- _WORK REQUEST_
Please output every record exactly, keeping each line as it is.

(Saved entries)
^^^^

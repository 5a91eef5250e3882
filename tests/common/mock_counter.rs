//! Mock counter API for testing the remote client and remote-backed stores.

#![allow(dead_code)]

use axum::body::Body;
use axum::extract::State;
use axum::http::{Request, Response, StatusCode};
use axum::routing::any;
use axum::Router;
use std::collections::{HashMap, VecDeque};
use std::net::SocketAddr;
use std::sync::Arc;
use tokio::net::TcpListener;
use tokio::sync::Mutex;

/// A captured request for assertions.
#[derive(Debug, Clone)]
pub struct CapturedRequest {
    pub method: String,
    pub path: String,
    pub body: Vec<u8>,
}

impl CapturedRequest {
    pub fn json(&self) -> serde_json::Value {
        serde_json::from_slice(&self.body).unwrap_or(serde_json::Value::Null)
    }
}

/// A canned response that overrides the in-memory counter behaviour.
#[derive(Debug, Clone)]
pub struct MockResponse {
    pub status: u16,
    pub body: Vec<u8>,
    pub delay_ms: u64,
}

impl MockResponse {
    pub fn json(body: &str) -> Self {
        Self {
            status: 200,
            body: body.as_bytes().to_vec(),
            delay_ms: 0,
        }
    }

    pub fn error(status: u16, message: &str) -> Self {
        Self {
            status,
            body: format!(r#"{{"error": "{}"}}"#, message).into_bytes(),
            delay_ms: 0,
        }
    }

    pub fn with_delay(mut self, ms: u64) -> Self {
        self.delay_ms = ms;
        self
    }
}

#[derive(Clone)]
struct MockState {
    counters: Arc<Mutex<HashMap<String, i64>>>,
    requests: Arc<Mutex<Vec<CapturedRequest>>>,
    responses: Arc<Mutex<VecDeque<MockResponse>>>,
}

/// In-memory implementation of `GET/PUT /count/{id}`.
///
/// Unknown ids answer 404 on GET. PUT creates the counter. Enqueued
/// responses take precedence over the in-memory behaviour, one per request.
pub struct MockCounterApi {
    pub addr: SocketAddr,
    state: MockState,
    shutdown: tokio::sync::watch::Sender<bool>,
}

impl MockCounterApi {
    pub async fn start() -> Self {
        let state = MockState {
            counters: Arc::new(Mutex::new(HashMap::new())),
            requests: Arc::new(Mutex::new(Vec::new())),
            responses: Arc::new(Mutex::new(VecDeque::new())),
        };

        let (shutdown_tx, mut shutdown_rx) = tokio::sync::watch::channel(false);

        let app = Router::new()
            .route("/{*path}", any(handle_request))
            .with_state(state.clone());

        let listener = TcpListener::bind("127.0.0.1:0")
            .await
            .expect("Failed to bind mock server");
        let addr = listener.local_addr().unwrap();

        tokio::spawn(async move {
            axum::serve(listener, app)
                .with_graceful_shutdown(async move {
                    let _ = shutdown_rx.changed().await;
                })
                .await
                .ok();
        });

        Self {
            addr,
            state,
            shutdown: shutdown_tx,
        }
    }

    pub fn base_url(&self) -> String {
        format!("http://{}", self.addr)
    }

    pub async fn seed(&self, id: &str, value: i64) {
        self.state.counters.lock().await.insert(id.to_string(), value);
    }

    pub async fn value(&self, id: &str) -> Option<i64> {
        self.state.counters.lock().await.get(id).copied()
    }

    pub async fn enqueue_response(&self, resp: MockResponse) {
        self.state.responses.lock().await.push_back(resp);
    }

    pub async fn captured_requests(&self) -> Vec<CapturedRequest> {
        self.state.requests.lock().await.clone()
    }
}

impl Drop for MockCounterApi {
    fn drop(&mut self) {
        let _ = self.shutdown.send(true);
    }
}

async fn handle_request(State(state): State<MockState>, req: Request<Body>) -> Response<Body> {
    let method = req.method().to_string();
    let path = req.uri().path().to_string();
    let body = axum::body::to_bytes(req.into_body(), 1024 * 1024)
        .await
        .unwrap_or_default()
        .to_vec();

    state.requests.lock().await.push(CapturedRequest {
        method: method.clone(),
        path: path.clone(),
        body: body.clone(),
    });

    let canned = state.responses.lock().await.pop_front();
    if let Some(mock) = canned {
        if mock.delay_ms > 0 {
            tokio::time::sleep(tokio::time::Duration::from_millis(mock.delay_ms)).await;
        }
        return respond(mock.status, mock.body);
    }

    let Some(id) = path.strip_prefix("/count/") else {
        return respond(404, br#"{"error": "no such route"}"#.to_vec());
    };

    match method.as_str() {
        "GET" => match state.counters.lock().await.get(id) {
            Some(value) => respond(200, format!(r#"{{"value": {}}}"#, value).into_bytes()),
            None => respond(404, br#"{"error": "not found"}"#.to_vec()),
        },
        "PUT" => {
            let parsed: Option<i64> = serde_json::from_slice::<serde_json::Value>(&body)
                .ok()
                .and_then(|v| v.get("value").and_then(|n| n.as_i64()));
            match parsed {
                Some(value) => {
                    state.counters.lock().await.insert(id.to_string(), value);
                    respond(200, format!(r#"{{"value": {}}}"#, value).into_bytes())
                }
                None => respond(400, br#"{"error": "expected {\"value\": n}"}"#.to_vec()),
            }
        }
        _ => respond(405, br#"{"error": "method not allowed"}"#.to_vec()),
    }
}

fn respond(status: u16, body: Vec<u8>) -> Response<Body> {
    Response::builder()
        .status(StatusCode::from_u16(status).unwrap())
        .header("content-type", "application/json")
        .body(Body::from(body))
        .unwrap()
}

^^^^

- _YOUR SOLUTION_
repository 5a91eef5250e3882
filename tests/common/mock_counter.rs
//! Mock counter API for testing the remote client and remote-backed stores.

#![allow(dead_code)]

use axum::body::Body;
use axum::extract::State;
use axum::http::{Request, Response, StatusCode};
use axum::routing::any;
use axum::Router;
use std::collections::{HashMap, VecDeque};
use std::net::SocketAddr;
use std::sync::Arc;
use tokio::net::TcpListener;
use tokio::sync::Mutex;

/// A captured request for assertions.
#[derive(Debug, Clone)]
pub struct CapturedRequest {
    pub method: String,
    pub path: String,
    pub body: Vec<u8>,
}

impl CapturedRequest {
    pub fn json(&self) -> serde_json::Value {
        serde_json::from_slice(&self.body).unwrap_or(serde_json::Value::Null)
    }
}

/// A canned response that overrides the in-memory counter behaviour.
#[derive(Debug, Clone)]
pub struct MockResponse {
    pub status: u16,
    pub body: Vec<u8>,
    pub delay_ms: u64,
}

impl MockResponse {
    pub fn json(body: &str) -> Self {
        Self {
            status: 200,
            body: body.as_bytes().to_vec(),
            delay_ms: 0,
        }
    }

    pub fn error(status: u16, message: &str) -> Self {
        Self {
            status,
            body: format!(r#"{{"error": "{}"}}"#, message).into_bytes(),
            delay_ms: 0,
        }
    }

    pub fn with_delay(mut self, ms: u64) -> Self {
        self.delay_ms = ms;
        self
    }
}

#[derive(Clone)]
struct MockState {
    counters: Arc<Mutex<HashMap<String, i64>>>,
    requests: Arc<Mutex<Vec<CapturedRequest>>>,
    responses: Arc<Mutex<VecDeque<MockResponse>>>,
}

/// In-memory implementation of `GET/PUT /count/{id}`.
///
/// Unknown ids answer 404 on GET. PUT creates the counter. Enqueued
/// responses take precedence over the in-memory behaviour, one per request.
pub struct MockCounterApi {
    pub addr: SocketAddr,
    state: MockState,
    shutdown: tokio::sync::watch::Sender<bool>,
}

impl MockCounterApi {
    pub async fn start() -> Self {
        let state = MockState {
            counters: Arc::new(Mutex::new(HashMap::new())),
            requests: Arc::new(Mutex::new(Vec::new())),
            responses: Arc::new(Mutex::new(VecDeque::new())),
        };

        let (shutdown_tx, mut shutdown_rx) = tokio::sync::watch::channel(false);

        let app = Router::new()
            .route("/{*path}", any(handle_request))
            .with_state(state.clone());

        let listener = TcpListener::bind("127.0.0.1:0")
            .await
            .expect("Failed to bind mock server");
        let addr = listener.local_addr().unwrap();

        tokio::spawn(async move {
            axum::serve(listener, app)
                .with_graceful_shutdown(async move {
                    let _ = shutdown_rx.changed().await;
                })
                .await
                .ok();
        });

        Self {
            addr,
            state,
            shutdown: shutdown_tx,
        }
    }

    pub fn base_url(&self) -> String {
        format!("http://{}", self.addr)
    }

    pub async fn seed(&self, id: &str, value: i64) {
        self.state.counters.lock().await.insert(id.to_string(), value);
    }

    pub async fn value(&self, id: &str) -> Option<i64> {
        self.state.counters.lock().await.get(id).copied()
    }

    pub async fn enqueue_response(&self, resp: MockResponse) {
        self.state.responses.lock().await.push_back(resp);
    }

    pub async fn captured_requests(&self) -> Vec<CapturedRequest> {
        self.state.requests.lock().await.clone()
    }
}

impl Drop for MockCounterApi {
    fn drop(&mut self) {
        let _ = self.shutdown.send(true);
    }
}

async fn handle_request(State(state): State<MockState>, req: Request<Body>) -> Response<Body> {
    let method = req.method().to_string();
    let path = req.uri().path().to_string();
    let body = axum::body::to_bytes(req.into_body(), 1024 * 1024)
        .await
        .unwrap_or_default()
        .to_vec();

    state.requests.lock().await.push(CapturedRequest {
        method: method.clone(),
        path: path.clone(),
        body: body.clone(),
    });

    let canned = state.responses.lock().await.pop_front();
    if let Some(mock) = canned {
        if mock.delay_ms > 0 {
            tokio::time::sleep(tokio::time::Duration::from_millis(mock.delay_ms)).await;
        }
        return respond(mock.status, mock.body);
    }

    let Some(id) = path.strip_prefix("/count/") else {
        return respond(404, br#"{"error": "no such route"}"#.to_vec());
    };

    match method.as_str() {
        "GET" => match state.counters.lock().await.get(id) {
            Some(value) => respond(200, format!(r#"{{"value": {}}}"#, value).into_bytes()),
            None => respond(404, br#"{"error": "not found"}"#.to_vec()),
        },
        "PUT" => {
            let parsed: Option<i64> = serde_json::from_slice::<serde_json::Value>(&body)
                .ok()
                .and_then(|v| v.get("value").and_then(|n| n.as_i64()));
            match parsed {
                Some(value) => {
                    state.counters.lock().await.insert(id.to_string(), value);
                    respond(200, format!(r#"{{"value": {}}}"#, value).into_bytes())
                }
                None => respond(400, br#"{"error": "expected {\"value\": n}"}"#.to_vec()),
            }
        }
        _ => respond(405, br#"{"error": "method not allowed"}"#.to_vec()),
    }
}

fn respond(status: u16, body: Vec<u8>) -> Response<Body> {
    Response::builder()
        .status(StatusCode::from_u16(status).unwrap())
        .header("content-type", "application/json")
        .body(Body::from(body))
        .unwrap()
}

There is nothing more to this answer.